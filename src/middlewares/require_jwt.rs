/*!
 * JWT 认证中间件
 *
 * 令牌由外部身份提供方签发，中间件只校验签名与有效期，
 * 再通过 `sub` 找到本地用户（`users.external_id`）。
 *
 * ## 使用方法
 *
 * ```rust,ignore
 * use actix_web::{web, App};
 * use crate::middlewares::RequireJWT;
 *
 * App::new().service(
 *     web::scope("/api/students")
 *         .wrap(RequireJWT)
 *         .route("", web::get().to(list_students)),
 * );
 * ```
 *
 * 处理程序中通过 `RequireJWT::extract_user_claims(&req)` 取得当前用户。
 *
 * ## 认证流程
 *
 * 1. 客户端在请求头中包含 `Authorization: Bearer <JWT_TOKEN>`
 * 2. 校验令牌签名与有效期
 * 3. 先查缓存 `user:{token}`，未命中再按 `sub` 查询本地用户并写入缓存
 * 4. 令牌无效、缺失或用户不存在时返回 401
 */

use crate::cache::{CacheResult, ObjectCache};
use crate::config::AppConfig;
use crate::models::users::entities::UserRole;
use crate::models::{ErrorCode, users::entities};
use crate::storage::Storage;
use actix_service::{Service, Transform};
use actix_web::{
    Error, HttpMessage,
    body::EitherBody,
    dev::{ServiceRequest, ServiceResponse},
    http::StatusCode,
};
use futures_util::future::{LocalBoxFuture, Ready, ready};
use std::{rc::Rc, sync::Arc};
use tracing::{debug, info};

use super::create_error_response;

const BEARER_PREFIX: &str = "Bearer ";
const AUTHORIZATION_HEADER: &str = "Authorization";

#[derive(Clone)]
pub struct RequireJWT;

/// 用户缓存键
pub(crate) fn user_cache_key(token: &str) -> String {
    format!("user:{token}")
}

// 从请求头中取出 Bearer 令牌
fn extract_bearer_token(req: &ServiceRequest) -> Option<String> {
    req.headers()
        .get(AUTHORIZATION_HEADER)
        .and_then(|h| h.to_str().ok())
        .and_then(|s| s.strip_prefix(BEARER_PREFIX))
        .map(|s| s.trim().to_string())
        .filter(|s| !s.is_empty())
}

// 校验令牌并解析本地用户
async fn extract_and_validate_jwt(req: &ServiceRequest) -> Result<entities::User, String> {
    let token = extract_bearer_token(req)
        .ok_or_else(|| "Missing or invalid Authorization header".to_string())?;

    let claims = crate::utils::jwt::JwtUtils::verify_token(&token).map_err(|err| {
        info!("JWT token validation failed: {}", err);
        "Invalid JWT token".to_string()
    })?;

    let cache = req
        .app_data::<actix_web::web::Data<Arc<dyn ObjectCache>>>()
        .map(|data| data.get_ref().clone());

    let cache_key = user_cache_key(&token);
    if let Some(cache) = &cache {
        match cache.get_raw(&cache_key).await {
            CacheResult::Found(json) => match serde_json::from_str::<entities::User>(&json) {
                Ok(user) => {
                    debug!("User {} resolved from cache", user.id);
                    return Ok(user);
                }
                Err(_) => {
                    cache.remove(&cache_key).await;
                    info!("Failed to deserialize cached user, entry removed");
                }
            },
            _ => {
                debug!("User not found in cache for subject: {}", claims.sub);
            }
        }
    }

    let storage = req
        .app_data::<actix_web::web::Data<Arc<dyn Storage>>>()
        .map(|data| data.get_ref().clone())
        .ok_or_else(|| "Storage not configured".to_string())?;

    let user = storage
        .get_user_by_external_id(&claims.sub)
        .await
        .map_err(|_| "Failed to retrieve user from storage".to_string())?
        .ok_or_else(|| "User not registered".to_string())?;

    // 将用户信息存入缓存
    if let Some(cache) = &cache
        && let Ok(user_json) = serde_json::to_string(&user)
    {
        cache
            .insert_raw(cache_key, user_json, AppConfig::get().cache.default_ttl)
            .await;
    }

    Ok(user)
}

impl<S, B> Transform<S, ServiceRequest> for RequireJWT
where
    S: Service<ServiceRequest, Response = ServiceResponse<B>, Error = Error> + 'static,
    B: 'static,
{
    type Response = ServiceResponse<EitherBody<B>>;
    type Error = Error;
    type InitError = ();
    type Transform = RequireJWTMiddleware<S>;
    type Future = Ready<Result<Self::Transform, Self::InitError>>;

    fn new_transform(&self, service: S) -> Self::Future {
        ready(Ok(RequireJWTMiddleware {
            service: Rc::new(service),
        }))
    }
}

pub struct RequireJWTMiddleware<S> {
    service: Rc<S>,
}

impl<S, B> Service<ServiceRequest> for RequireJWTMiddleware<S>
where
    S: Service<ServiceRequest, Response = ServiceResponse<B>, Error = Error> + 'static,
    B: 'static,
{
    type Response = ServiceResponse<EitherBody<B>>;
    type Error = Error;
    type Future = LocalBoxFuture<'static, Result<Self::Response, Self::Error>>;

    fn poll_ready(
        &self,
        ctx: &mut std::task::Context<'_>,
    ) -> std::task::Poll<Result<(), Self::Error>> {
        self.service.poll_ready(ctx)
    }

    fn call(&self, req: ServiceRequest) -> Self::Future {
        let srv = self.service.clone();
        Box::pin(async move {
            // 处理 OPTIONS 请求
            if req.method() == actix_web::http::Method::OPTIONS {
                return Ok(req.into_response(
                    create_error_response(StatusCode::NO_CONTENT, ErrorCode::BadRequest, "")
                        .map_into_right_body(),
                ));
            }

            match extract_and_validate_jwt(&req).await {
                Ok(user) => {
                    debug!("JWT authentication successful for ID: {}", user.id);
                    req.extensions_mut().insert(user);
                    let res = srv.call(req).await?.map_into_left_body();
                    Ok(res)
                }
                Err(err) => {
                    info!(
                        "JWT authentication failed for request to {}: {}",
                        req.path(),
                        err
                    );
                    Ok(req.into_response(
                        create_error_response(
                            StatusCode::UNAUTHORIZED,
                            ErrorCode::Unauthorized,
                            &format!("Unauthorized: {err}"),
                        )
                        .map_into_right_body(),
                    ))
                }
            }
        })
    }
}

// 辅助函数：从请求中提取用户信息
impl RequireJWT {
    /// 从请求扩展中提取当前用户
    pub fn extract_user_claims(req: &actix_web::HttpRequest) -> Option<entities::User> {
        req.extensions().get::<entities::User>().cloned()
    }

    /// 从请求扩展中提取用户ID
    pub fn extract_user_id(req: &actix_web::HttpRequest) -> Option<i64> {
        req.extensions().get::<entities::User>().map(|user| user.id)
    }

    /// 从请求扩展中提取用户角色
    pub fn extract_user_role(req: &actix_web::HttpRequest) -> Option<UserRole> {
        req.extensions()
            .get::<entities::User>()
            .map(|user| user.role.clone())
    }
}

Work to complete —
Transcribe the full set of records precisely.

Your solution —
filename src/middlewares/require_jwt.rs
/*!
 * JWT 认证中间件
 *
 * 令牌由外部身份提供方签发，中间件只校验签名与有效期，
 * 再通过 `sub` 找到本地用户（`users.external_id`）。
 *
 * ## 使用方法
 *
 * ```rust,ignore
 * use actix_web::{web, App};
 * use crate::middlewares::RequireJWT;
 *
 * App::new().service(
 *     web::scope("/api/students")
 *         .wrap(RequireJWT)
 *         .route("", web::get().to(list_students)),
 * );
 * ```
 *
 * 处理程序中通过 `RequireJWT::extract_user_claims(&req)` 取得当前用户。
 *
 * ## 认证流程
 *
 * 1. 客户端在请求头中包含 `Authorization: Bearer <JWT_TOKEN>`
 * 2. 校验令牌签名与有效期
 * 3. 先查缓存 `user:{token}`，未命中再按 `sub` 查询本地用户并写入缓存
 * 4. 令牌无效、缺失或用户不存在时返回 401
 */

use crate::cache::{CacheResult, ObjectCache};
use crate::config::AppConfig;
use crate::models::users::entities::UserRole;
use crate::models::{ErrorCode, users::entities};
use crate::storage::Storage;
use actix_service::{Service, Transform};
use actix_web::{
    Error, HttpMessage,
    body::EitherBody,
    dev::{ServiceRequest, ServiceResponse},
    http::StatusCode,
};
use futures_util::future::{LocalBoxFuture, Ready, ready};
use std::{rc::Rc, sync::Arc};
use tracing::{debug, info};

use super::create_error_response;

const BEARER_PREFIX: &str = "Bearer ";
const AUTHORIZATION_HEADER: &str = "Authorization";

#[derive(Clone)]
pub struct RequireJWT;

/// 用户缓存键
pub(crate) fn user_cache_key(token: &str) -> String {
    format!("user:{token}")
}

// 从请求头中取出 Bearer 令牌
fn extract_bearer_token(req: &ServiceRequest) -> Option<String> {
    req.headers()
        .get(AUTHORIZATION_HEADER)
        .and_then(|h| h.to_str().ok())
        .and_then(|s| s.strip_prefix(BEARER_PREFIX))
        .map(|s| s.trim().to_string())
        .filter(|s| !s.is_empty())
}

// 校验令牌并解析本地用户
async fn extract_and_validate_jwt(req: &ServiceRequest) -> Result<entities::User, String> {
    let token = extract_bearer_token(req)
        .ok_or_else(|| "Missing or invalid Authorization header".to_string())?;

    let claims = crate::utils::jwt::JwtUtils::verify_token(&token).map_err(|err| {
        info!("JWT token validation failed: {}", err);
        "Invalid JWT token".to_string()
    })?;

    let cache = req
        .app_data::<actix_web::web::Data<Arc<dyn ObjectCache>>>()
        .map(|data| data.get_ref().clone());

    let cache_key = user_cache_key(&token);
    if let Some(cache) = &cache {
        match cache.get_raw(&cache_key).await {
            CacheResult::Found(json) => match serde_json::from_str::<entities::User>(&json) {
                Ok(user) => {
                    debug!("User {} resolved from cache", user.id);
                    return Ok(user);
                }
                Err(_) => {
                    cache.remove(&cache_key).await;
                    info!("Failed to deserialize cached user, entry removed");
                }
            },
            _ => {
                debug!("User not found in cache for subject: {}", claims.sub);
            }
        }
    }

    let storage = req
        .app_data::<actix_web::web::Data<Arc<dyn Storage>>>()
        .map(|data| data.get_ref().clone())
        .ok_or_else(|| "Storage not configured".to_string())?;

    let user = storage
        .get_user_by_external_id(&claims.sub)
        .await
        .map_err(|_| "Failed to retrieve user from storage".to_string())?
        .ok_or_else(|| "User not registered".to_string())?;

    // 将用户信息存入缓存
    if let Some(cache) = &cache
        && let Ok(user_json) = serde_json::to_string(&user)
    {
        cache
            .insert_raw(cache_key, user_json, AppConfig::get().cache.default_ttl)
            .await;
    }

    Ok(user)
}

impl<S, B> Transform<S, ServiceRequest> for RequireJWT
where
    S: Service<ServiceRequest, Response = ServiceResponse<B>, Error = Error> + 'static,
    B: 'static,
{
    type Response = ServiceResponse<EitherBody<B>>;
    type Error = Error;
    type InitError = ();
    type Transform = RequireJWTMiddleware<S>;
    type Future = Ready<Result<Self::Transform, Self::InitError>>;

    fn new_transform(&self, service: S) -> Self::Future {
        ready(Ok(RequireJWTMiddleware {
            service: Rc::new(service),
        }))
    }
}

pub struct RequireJWTMiddleware<S> {
    service: Rc<S>,
}

impl<S, B> Service<ServiceRequest> for RequireJWTMiddleware<S>
where
    S: Service<ServiceRequest, Response = ServiceResponse<B>, Error = Error> + 'static,
    B: 'static,
{
    type Response = ServiceResponse<EitherBody<B>>;
    type Error = Error;
    type Future = LocalBoxFuture<'static, Result<Self::Response, Self::Error>>;

    fn poll_ready(
        &self,
        ctx: &mut std::task::Context<'_>,
    ) -> std::task::Poll<Result<(), Self::Error>> {
        self.service.poll_ready(ctx)
    }

    fn call(&self, req: ServiceRequest) -> Self::Future {
        let srv = self.service.clone();
        Box::pin(async move {
            // 处理 OPTIONS 请求
            if req.method() == actix_web::http::Method::OPTIONS {
                return Ok(req.into_response(
                    create_error_response(StatusCode::NO_CONTENT, ErrorCode::BadRequest, "")
                        .map_into_right_body(),
                ));
            }

            match extract_and_validate_jwt(&req).await {
                Ok(user) => {
                    debug!("JWT authentication successful for ID: {}", user.id);
                    req.extensions_mut().insert(user);
                    let res = srv.call(req).await?.map_into_left_body();
                    Ok(res)
                }
                Err(err) => {
                    info!(
                        "JWT authentication failed for request to {}: {}",
                        req.path(),
                        err
                    );
                    Ok(req.into_response(
                        create_error_response(
                            StatusCode::UNAUTHORIZED,
                            ErrorCode::Unauthorized,
                            &format!("Unauthorized: {err}"),
                        )
                        .map_into_right_body(),
                    ))
                }
            }
        })
    }
}

// 辅助函数：从请求中提取用户信息
impl RequireJWT {
    /// 从请求扩展中提取当前用户
    pub fn extract_user_claims(req: &actix_web::HttpRequest) -> Option<entities::User> {
        req.extensions().get::<entities::User>().cloned()
    }

    /// 从请求扩展中提取用户ID
    pub fn extract_user_id(req: &actix_web::HttpRequest) -> Option<i64> {
        req.extensions().get::<entities::User>().map(|user| user.id)
    }

    /// 从请求扩展中提取用户角色
    pub fn extract_user_role(req: &actix_web::HttpRequest) -> Option<UserRole> {
        req.extensions()
            .get::<entities::User>()
            .map(|user| user.role.clone())
    }
}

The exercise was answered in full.